## Problem details
Where the records below reach the line containing "pub fn new(session: &'a", start transcribing, and end with the line containing "pub fn click(&self)", exactly and with nothing else added.

## Data

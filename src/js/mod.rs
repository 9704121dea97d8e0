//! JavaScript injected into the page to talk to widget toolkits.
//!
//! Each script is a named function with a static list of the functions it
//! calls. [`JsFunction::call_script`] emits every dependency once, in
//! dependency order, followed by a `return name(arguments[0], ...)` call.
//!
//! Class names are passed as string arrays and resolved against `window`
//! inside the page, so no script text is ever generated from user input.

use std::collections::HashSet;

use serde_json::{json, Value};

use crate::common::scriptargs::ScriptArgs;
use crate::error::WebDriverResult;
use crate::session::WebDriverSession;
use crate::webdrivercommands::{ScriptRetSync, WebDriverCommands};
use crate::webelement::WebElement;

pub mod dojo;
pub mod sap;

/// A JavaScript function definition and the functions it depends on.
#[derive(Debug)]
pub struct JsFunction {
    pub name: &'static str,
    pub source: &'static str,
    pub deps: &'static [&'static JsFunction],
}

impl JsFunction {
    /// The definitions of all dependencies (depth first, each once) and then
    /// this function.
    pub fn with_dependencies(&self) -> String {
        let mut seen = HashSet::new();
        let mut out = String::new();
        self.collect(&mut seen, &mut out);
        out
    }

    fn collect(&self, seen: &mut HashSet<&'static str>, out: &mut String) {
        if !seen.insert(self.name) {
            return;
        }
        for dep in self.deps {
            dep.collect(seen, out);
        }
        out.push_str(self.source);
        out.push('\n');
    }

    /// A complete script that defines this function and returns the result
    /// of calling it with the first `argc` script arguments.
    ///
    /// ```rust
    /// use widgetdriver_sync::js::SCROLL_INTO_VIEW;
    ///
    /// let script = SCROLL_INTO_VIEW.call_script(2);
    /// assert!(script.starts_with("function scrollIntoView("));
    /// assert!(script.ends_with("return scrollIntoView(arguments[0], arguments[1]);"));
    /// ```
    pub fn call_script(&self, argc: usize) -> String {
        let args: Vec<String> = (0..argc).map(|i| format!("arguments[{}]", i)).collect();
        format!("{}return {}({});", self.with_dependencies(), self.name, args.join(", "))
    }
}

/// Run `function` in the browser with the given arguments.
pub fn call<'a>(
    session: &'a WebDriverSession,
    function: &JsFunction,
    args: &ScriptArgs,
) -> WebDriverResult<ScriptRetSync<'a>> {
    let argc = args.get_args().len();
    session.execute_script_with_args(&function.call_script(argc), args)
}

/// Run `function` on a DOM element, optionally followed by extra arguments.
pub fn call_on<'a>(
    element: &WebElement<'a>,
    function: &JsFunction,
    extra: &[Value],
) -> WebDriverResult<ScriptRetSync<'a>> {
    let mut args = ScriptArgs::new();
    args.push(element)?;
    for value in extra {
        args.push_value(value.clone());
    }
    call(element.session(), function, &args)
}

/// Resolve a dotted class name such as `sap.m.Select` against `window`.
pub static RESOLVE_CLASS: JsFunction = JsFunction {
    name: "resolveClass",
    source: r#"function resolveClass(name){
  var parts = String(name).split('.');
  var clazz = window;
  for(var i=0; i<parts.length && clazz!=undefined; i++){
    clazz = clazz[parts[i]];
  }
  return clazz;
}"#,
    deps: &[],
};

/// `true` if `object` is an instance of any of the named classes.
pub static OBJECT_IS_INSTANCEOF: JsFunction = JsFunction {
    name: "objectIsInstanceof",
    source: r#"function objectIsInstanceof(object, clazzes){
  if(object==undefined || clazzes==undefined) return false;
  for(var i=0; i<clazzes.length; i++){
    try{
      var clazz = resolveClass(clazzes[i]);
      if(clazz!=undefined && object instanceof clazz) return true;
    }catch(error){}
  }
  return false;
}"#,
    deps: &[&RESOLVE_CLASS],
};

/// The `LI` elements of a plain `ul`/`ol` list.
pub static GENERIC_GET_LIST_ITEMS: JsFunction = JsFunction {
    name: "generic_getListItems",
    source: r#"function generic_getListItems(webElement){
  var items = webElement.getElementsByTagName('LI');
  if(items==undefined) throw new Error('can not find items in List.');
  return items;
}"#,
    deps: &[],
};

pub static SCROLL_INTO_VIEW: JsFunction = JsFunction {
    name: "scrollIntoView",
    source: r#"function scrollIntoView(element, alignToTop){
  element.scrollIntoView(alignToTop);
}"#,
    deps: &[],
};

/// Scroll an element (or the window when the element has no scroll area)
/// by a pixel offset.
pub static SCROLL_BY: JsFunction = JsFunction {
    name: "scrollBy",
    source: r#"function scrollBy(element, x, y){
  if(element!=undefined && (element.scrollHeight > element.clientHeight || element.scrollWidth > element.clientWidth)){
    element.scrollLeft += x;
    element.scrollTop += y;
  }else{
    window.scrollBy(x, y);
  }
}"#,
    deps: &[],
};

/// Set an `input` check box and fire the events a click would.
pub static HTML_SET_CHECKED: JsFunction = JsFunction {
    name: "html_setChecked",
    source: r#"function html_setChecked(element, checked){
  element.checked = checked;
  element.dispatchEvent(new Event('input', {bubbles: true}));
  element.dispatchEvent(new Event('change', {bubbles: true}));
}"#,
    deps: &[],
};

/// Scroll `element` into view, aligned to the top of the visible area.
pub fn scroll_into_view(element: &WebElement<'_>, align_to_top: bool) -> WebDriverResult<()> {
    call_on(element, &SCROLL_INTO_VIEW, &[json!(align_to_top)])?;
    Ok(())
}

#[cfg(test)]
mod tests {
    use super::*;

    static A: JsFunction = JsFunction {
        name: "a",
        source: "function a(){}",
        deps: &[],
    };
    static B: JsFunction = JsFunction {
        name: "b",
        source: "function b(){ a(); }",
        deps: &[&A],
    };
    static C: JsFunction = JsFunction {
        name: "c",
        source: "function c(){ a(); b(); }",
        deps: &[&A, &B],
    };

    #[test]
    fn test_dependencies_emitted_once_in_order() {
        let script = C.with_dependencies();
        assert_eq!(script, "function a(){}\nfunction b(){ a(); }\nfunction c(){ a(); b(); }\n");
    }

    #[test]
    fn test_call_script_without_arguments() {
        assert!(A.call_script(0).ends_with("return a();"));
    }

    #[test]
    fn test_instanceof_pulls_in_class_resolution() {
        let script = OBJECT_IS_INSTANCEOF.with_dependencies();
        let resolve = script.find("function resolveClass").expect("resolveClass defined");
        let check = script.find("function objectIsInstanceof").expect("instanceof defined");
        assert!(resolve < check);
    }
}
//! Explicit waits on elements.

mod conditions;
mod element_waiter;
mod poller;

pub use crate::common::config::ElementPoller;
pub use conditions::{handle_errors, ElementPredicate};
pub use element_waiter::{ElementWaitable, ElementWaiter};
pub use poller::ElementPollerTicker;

* * *

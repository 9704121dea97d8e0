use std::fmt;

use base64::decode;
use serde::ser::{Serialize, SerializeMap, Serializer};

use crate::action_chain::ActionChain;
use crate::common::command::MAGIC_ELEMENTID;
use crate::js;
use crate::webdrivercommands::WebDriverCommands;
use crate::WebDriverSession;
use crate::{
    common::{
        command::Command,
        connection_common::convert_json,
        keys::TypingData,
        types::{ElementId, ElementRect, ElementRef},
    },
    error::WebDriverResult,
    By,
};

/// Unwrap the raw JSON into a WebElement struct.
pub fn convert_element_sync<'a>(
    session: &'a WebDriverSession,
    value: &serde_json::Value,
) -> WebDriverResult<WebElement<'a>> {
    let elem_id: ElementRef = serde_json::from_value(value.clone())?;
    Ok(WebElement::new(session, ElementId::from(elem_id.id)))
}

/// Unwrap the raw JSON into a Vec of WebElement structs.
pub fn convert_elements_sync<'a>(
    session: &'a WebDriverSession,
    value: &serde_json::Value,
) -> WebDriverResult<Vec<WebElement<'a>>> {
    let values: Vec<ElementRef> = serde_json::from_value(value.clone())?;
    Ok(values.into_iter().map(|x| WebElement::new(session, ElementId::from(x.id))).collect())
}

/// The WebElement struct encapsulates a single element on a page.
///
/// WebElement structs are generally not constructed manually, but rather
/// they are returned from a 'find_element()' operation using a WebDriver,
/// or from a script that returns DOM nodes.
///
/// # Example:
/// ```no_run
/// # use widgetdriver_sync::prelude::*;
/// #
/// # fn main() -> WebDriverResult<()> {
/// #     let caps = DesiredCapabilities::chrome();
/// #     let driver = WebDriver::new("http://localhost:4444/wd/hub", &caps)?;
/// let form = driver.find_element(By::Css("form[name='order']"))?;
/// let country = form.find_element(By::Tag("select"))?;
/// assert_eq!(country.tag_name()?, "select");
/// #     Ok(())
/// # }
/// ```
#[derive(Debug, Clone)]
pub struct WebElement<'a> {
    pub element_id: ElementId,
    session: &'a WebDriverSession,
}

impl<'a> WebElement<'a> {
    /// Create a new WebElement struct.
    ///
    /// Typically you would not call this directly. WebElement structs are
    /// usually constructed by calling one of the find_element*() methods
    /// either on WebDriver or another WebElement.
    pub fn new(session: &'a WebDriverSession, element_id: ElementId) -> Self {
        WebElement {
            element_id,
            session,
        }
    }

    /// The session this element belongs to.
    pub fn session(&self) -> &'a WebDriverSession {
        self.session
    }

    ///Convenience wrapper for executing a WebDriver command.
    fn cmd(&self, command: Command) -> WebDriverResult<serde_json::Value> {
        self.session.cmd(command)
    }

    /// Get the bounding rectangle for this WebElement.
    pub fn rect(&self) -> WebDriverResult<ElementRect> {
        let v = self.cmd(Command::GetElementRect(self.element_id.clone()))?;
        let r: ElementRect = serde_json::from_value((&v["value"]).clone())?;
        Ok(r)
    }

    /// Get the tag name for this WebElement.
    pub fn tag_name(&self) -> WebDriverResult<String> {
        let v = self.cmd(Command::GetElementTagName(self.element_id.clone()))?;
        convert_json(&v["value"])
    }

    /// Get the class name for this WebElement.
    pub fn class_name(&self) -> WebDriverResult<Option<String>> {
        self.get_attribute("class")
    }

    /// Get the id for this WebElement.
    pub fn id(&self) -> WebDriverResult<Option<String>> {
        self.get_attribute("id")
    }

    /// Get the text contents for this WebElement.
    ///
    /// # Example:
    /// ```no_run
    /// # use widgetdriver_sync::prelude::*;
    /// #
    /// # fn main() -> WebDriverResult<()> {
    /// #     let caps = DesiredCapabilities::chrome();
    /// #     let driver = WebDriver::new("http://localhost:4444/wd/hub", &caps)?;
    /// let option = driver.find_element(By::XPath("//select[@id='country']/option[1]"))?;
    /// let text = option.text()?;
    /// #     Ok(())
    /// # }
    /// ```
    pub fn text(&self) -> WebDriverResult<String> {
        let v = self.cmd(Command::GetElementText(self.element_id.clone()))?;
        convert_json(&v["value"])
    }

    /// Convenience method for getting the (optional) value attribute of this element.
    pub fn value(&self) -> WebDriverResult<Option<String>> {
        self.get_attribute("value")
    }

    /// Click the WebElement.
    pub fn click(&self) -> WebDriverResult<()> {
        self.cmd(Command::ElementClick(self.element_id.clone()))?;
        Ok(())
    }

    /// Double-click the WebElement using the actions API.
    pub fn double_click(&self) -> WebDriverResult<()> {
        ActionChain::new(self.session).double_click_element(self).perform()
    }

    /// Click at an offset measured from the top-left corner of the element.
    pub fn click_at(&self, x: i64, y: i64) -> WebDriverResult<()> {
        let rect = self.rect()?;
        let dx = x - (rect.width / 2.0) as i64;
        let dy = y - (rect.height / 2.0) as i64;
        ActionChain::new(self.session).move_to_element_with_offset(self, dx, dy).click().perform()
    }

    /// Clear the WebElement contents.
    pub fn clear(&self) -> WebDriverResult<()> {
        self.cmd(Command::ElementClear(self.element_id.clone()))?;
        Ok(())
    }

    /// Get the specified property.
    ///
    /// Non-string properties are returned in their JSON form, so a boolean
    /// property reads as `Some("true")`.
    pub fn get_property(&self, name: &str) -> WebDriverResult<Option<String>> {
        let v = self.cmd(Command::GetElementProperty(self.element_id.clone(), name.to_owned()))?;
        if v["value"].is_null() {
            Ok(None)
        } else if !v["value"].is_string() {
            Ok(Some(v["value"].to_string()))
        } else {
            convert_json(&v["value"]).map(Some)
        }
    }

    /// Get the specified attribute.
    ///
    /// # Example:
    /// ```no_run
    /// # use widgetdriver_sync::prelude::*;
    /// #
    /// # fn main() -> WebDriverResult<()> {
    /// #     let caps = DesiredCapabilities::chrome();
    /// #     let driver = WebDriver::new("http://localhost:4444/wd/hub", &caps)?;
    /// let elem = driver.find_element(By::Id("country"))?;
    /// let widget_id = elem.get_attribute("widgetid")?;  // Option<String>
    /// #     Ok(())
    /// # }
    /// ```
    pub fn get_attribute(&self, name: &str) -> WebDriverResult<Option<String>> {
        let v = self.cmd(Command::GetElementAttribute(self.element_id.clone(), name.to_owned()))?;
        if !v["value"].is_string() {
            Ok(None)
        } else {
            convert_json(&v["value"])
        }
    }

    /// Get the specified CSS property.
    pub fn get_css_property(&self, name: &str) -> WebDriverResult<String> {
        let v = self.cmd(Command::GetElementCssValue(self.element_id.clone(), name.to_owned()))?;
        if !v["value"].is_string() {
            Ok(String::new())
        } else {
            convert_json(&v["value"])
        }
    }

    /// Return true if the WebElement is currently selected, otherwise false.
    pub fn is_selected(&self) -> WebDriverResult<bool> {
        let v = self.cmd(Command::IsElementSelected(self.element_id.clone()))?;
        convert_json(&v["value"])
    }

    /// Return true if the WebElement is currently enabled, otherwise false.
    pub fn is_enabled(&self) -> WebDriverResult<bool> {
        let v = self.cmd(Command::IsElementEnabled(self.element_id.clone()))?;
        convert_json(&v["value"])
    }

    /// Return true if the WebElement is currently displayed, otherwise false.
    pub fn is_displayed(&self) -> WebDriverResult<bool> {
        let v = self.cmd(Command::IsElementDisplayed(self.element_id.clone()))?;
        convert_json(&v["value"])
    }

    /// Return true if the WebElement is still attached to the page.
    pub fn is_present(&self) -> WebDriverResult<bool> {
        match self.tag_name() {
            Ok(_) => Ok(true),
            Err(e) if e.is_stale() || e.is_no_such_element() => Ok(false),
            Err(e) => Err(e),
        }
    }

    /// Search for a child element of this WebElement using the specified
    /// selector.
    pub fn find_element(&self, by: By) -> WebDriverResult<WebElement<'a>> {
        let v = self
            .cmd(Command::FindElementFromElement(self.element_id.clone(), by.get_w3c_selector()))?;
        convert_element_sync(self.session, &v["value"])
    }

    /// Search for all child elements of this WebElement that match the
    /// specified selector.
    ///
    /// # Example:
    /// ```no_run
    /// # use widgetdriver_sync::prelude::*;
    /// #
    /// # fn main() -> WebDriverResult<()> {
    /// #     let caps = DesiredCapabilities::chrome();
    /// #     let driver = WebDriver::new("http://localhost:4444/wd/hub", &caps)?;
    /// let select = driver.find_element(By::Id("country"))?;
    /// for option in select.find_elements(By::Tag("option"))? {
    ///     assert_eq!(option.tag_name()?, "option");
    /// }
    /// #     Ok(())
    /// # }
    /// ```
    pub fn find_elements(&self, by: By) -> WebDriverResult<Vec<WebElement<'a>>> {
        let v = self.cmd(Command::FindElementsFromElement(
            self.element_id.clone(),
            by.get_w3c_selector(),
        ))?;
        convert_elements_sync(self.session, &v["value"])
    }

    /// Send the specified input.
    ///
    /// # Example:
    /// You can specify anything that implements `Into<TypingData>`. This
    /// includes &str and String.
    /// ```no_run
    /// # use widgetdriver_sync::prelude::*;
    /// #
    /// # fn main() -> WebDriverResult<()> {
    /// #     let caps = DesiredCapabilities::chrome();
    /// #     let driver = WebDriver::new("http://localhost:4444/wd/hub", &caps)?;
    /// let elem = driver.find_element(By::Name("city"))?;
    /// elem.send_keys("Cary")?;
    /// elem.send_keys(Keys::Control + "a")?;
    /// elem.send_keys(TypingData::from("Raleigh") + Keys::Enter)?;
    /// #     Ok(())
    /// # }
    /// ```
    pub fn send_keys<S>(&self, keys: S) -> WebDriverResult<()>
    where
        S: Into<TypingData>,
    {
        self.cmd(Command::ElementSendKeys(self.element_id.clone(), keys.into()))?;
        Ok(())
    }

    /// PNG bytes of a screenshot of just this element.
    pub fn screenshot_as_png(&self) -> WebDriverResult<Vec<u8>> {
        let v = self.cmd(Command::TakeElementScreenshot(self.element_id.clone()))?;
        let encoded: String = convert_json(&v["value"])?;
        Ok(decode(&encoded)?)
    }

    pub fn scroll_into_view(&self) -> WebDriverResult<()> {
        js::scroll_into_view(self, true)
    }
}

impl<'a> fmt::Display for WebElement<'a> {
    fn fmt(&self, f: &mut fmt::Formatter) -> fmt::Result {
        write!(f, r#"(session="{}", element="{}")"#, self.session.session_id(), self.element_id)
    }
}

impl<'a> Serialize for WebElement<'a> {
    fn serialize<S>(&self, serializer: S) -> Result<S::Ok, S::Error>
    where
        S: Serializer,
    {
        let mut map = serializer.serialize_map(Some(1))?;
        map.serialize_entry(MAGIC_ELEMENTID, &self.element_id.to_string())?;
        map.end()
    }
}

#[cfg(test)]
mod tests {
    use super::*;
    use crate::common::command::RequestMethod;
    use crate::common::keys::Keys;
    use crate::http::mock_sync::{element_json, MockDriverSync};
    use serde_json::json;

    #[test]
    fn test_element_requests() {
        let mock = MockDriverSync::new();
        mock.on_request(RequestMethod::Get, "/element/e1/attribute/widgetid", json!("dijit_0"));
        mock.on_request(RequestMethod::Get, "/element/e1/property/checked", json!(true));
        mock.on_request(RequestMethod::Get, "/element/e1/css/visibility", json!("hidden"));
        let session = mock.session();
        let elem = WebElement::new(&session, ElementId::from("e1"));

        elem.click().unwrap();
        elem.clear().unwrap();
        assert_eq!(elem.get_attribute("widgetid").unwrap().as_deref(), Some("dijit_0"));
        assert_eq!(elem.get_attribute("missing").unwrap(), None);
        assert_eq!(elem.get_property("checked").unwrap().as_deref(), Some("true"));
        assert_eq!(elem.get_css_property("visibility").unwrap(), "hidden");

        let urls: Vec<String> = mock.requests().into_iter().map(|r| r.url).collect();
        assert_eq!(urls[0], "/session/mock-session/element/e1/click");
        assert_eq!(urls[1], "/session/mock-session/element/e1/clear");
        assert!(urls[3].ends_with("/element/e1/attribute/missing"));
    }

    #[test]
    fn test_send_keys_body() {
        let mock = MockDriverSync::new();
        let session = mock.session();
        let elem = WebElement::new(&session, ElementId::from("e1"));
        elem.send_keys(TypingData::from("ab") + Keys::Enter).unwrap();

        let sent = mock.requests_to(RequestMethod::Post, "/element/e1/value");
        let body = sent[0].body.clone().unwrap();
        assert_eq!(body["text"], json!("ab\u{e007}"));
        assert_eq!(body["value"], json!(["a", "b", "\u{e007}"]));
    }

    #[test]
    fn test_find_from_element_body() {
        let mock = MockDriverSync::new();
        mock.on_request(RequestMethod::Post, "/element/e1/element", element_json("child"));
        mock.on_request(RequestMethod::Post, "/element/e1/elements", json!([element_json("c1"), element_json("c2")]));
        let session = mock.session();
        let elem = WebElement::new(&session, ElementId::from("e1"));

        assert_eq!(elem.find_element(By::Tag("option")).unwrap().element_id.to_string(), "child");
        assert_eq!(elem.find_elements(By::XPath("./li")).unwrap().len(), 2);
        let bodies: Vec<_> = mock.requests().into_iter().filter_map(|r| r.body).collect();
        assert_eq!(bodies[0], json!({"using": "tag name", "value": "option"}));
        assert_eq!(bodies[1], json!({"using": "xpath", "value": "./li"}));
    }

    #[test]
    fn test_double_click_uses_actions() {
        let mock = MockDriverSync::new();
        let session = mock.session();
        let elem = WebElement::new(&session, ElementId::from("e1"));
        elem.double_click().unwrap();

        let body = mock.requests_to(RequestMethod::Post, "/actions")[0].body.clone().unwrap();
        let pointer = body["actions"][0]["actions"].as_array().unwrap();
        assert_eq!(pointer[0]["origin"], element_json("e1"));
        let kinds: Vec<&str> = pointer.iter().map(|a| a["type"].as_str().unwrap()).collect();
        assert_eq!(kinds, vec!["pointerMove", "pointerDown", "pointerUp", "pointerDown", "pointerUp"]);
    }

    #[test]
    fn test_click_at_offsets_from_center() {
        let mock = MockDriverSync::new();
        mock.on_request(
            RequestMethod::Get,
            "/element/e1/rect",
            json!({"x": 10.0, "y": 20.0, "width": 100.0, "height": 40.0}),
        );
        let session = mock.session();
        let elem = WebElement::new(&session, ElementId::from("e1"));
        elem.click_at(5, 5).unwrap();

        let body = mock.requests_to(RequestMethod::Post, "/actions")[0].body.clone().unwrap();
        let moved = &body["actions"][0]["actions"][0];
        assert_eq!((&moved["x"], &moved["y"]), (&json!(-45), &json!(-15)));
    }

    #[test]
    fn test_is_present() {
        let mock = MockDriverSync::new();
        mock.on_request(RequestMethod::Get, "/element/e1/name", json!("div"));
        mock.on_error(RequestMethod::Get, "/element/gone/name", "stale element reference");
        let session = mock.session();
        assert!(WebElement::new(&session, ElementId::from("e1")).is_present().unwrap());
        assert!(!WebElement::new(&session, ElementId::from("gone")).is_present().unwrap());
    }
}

## Answer area
    pub fn new(session: &'a WebDriverSession, element_id: ElementId) -> Self {
        WebElement {
            element_id,
            session,
        }
    }

    /// The session this element belongs to.
    pub fn session(&self) -> &'a WebDriverSession {
        self.session
    }

    ///Convenience wrapper for executing a WebDriver command.
    fn cmd(&self, command: Command) -> WebDriverResult<serde_json::Value> {
        self.session.cmd(command)
    }

    /// Get the bounding rectangle for this WebElement.
    pub fn rect(&self) -> WebDriverResult<ElementRect> {
        let v = self.cmd(Command::GetElementRect(self.element_id.clone()))?;
        let r: ElementRect = serde_json::from_value((&v["value"]).clone())?;
        Ok(r)
    }

    /// Get the tag name for this WebElement.
    pub fn tag_name(&self) -> WebDriverResult<String> {
        let v = self.cmd(Command::GetElementTagName(self.element_id.clone()))?;
        convert_json(&v["value"])
    }

    /// Get the class name for this WebElement.
    pub fn class_name(&self) -> WebDriverResult<Option<String>> {
        self.get_attribute("class")
    }

    /// Get the id for this WebElement.
    pub fn id(&self) -> WebDriverResult<Option<String>> {
        self.get_attribute("id")
    }

    /// Get the text contents for this WebElement.
    ///
    /// # Example:
    /// ```no_run
    /// # use widgetdriver_sync::prelude::*;
    /// #
    /// # fn main() -> WebDriverResult<()> {
    /// #     let caps = DesiredCapabilities::chrome();
    /// #     let driver = WebDriver::new("http://localhost:4444/wd/hub", &caps)?;
    /// let option = driver.find_element(By::XPath("//select[@id='country']/option[1]"))?;
    /// let text = option.text()?;
    /// #     Ok(())
    /// # }
    /// ```
    pub fn text(&self) -> WebDriverResult<String> {
        let v = self.cmd(Command::GetElementText(self.element_id.clone()))?;
        convert_json(&v["value"])
    }

    /// Convenience method for getting the (optional) value attribute of this element.
    pub fn value(&self) -> WebDriverResult<Option<String>> {
        self.get_attribute("value")
    }

    /// Click the WebElement.
    pub fn click(&self) -> WebDriverResult<()> {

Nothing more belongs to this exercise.